'''

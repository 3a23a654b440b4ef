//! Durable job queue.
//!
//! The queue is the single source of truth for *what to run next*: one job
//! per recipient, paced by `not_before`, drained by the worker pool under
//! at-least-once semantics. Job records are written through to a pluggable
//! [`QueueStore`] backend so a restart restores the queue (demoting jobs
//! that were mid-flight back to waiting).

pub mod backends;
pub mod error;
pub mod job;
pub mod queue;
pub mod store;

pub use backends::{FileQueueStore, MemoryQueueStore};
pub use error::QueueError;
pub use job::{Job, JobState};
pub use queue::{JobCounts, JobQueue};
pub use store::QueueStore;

'''

WORK ORDER: Given the listing above, print all of it word for word.

ANSWER SECTION:
repository 3a23a654b440b4ef
//! Durable job queue.
//!
//! The queue is the single source of truth for *what to run next*: one job
//! per recipient, paced by `not_before`, drained by the worker pool under
//! at-least-once semantics. Job records are written through to a pluggable
//! [`QueueStore`] backend so a restart restores the queue (demoting jobs
//! that were mid-flight back to waiting).

pub mod backends;
pub mod error;
pub mod job;
pub mod queue;
pub mod store;

pub use backends::{FileQueueStore, MemoryQueueStore};
pub use error::QueueError;
pub use job::{Job, JobState};
pub use queue::{JobCounts, JobQueue};
pub use store::QueueStore;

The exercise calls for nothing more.